ASSIGNED TASK
The lines below are to be quoted exactly, from the first through the one that contains "pub enum Representation".

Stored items
■ ■ ■ ■ ■ ■ ■

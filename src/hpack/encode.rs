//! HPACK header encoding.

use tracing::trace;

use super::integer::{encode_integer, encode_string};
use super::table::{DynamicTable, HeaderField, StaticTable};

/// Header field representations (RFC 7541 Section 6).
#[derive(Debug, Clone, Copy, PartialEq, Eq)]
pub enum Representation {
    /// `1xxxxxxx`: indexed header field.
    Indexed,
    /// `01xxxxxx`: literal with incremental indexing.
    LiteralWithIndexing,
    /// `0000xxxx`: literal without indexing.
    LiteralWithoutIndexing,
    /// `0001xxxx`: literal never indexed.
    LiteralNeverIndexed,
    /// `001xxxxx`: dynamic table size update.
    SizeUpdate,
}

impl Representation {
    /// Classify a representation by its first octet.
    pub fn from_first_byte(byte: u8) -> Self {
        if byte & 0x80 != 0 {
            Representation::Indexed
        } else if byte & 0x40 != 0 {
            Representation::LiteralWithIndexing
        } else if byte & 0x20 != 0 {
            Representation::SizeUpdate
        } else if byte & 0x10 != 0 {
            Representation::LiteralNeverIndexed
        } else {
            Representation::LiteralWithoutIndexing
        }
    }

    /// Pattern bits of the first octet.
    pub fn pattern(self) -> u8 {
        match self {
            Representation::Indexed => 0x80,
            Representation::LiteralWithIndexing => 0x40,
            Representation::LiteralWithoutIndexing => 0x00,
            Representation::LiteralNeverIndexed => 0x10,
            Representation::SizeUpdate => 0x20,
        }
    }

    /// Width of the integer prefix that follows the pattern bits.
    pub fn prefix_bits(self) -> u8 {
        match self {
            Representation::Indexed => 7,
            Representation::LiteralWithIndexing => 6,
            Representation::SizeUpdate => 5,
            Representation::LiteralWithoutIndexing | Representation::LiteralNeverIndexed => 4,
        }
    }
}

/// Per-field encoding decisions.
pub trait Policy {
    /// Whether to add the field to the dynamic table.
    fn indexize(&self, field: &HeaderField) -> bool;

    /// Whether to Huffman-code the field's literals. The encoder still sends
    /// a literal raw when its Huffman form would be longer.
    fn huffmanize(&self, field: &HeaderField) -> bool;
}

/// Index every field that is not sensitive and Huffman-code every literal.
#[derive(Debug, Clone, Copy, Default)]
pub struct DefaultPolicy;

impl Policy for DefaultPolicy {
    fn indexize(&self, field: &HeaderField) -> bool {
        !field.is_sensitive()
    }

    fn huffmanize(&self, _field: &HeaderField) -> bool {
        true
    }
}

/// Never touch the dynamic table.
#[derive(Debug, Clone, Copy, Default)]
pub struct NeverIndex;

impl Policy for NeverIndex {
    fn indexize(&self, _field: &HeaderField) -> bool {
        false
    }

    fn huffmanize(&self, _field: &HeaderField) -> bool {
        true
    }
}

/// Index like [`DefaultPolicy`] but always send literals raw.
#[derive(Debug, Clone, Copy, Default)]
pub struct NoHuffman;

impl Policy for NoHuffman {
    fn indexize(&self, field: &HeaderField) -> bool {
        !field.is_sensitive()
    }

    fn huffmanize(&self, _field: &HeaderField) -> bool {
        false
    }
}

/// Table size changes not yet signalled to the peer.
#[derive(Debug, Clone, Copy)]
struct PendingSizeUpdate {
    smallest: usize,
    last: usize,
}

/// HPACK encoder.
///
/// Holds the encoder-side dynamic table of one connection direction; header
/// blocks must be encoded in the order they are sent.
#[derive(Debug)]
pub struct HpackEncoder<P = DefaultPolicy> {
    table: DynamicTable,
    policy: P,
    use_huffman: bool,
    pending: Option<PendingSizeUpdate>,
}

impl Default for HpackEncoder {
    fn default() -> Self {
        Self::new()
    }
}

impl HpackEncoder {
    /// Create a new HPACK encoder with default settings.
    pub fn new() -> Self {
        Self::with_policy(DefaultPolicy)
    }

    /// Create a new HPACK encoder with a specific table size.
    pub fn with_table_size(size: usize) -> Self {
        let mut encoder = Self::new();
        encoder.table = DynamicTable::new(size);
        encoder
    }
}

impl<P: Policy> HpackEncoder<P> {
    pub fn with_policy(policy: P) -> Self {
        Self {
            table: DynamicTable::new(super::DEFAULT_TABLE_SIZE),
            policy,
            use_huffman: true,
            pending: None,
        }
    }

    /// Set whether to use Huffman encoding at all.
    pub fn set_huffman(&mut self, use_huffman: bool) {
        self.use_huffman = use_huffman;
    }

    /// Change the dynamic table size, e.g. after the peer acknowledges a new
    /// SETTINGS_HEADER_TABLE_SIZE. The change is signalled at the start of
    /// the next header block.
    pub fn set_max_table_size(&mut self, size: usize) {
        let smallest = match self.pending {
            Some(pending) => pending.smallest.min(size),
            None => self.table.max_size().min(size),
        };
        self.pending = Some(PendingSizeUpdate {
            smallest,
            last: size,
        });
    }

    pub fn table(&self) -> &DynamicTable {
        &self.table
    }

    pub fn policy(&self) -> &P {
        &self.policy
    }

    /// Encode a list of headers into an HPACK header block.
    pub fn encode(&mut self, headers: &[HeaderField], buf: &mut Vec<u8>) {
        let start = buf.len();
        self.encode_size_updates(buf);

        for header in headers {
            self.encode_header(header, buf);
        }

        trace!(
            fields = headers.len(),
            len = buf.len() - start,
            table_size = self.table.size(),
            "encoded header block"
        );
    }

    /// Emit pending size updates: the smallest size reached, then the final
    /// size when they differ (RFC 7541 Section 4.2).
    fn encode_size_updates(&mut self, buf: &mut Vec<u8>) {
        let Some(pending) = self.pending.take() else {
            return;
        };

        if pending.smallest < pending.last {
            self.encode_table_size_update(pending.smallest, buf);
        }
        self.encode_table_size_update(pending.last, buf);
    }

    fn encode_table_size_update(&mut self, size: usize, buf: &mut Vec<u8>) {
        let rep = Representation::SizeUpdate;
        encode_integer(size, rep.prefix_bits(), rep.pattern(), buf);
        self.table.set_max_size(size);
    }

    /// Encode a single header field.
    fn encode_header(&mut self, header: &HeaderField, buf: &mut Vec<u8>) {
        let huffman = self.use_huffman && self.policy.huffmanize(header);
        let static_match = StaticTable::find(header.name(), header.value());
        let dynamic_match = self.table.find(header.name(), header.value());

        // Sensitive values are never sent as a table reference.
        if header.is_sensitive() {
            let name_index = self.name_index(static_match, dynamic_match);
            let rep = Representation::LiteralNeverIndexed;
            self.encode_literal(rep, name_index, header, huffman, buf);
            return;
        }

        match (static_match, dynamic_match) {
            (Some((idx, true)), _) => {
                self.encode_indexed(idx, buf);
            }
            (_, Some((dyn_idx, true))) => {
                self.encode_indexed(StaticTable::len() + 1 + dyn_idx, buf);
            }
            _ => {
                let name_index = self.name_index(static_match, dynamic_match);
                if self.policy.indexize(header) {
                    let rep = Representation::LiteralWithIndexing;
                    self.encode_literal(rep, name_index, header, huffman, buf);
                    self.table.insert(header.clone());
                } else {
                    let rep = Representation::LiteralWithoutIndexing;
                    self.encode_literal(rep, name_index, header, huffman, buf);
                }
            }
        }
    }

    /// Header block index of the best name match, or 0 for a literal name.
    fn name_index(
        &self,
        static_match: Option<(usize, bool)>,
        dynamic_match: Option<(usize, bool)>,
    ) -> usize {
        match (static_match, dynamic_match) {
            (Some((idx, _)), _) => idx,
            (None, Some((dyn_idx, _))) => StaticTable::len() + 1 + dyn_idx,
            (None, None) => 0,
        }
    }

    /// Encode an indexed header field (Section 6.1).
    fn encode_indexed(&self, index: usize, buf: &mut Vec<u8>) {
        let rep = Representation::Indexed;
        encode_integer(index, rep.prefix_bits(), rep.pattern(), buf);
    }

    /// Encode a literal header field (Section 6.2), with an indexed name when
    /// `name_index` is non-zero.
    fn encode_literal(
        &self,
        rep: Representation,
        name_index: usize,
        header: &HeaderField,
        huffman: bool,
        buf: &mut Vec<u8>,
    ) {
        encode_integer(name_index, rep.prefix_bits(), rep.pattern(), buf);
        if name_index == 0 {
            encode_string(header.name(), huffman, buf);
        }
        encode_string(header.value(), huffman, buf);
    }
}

■ ■ ■ ■ ■ ■ ■

OUTPUT OF THE EXERCISE
filename src/hpack/encode.rs
//! HPACK header encoding.

use tracing::trace;

use super::integer::{encode_integer, encode_string};
use super::table::{DynamicTable, HeaderField, StaticTable};

/// Header field representations (RFC 7541 Section 6).
#[derive(Debug, Clone, Copy, PartialEq, Eq)]
pub enum Representation {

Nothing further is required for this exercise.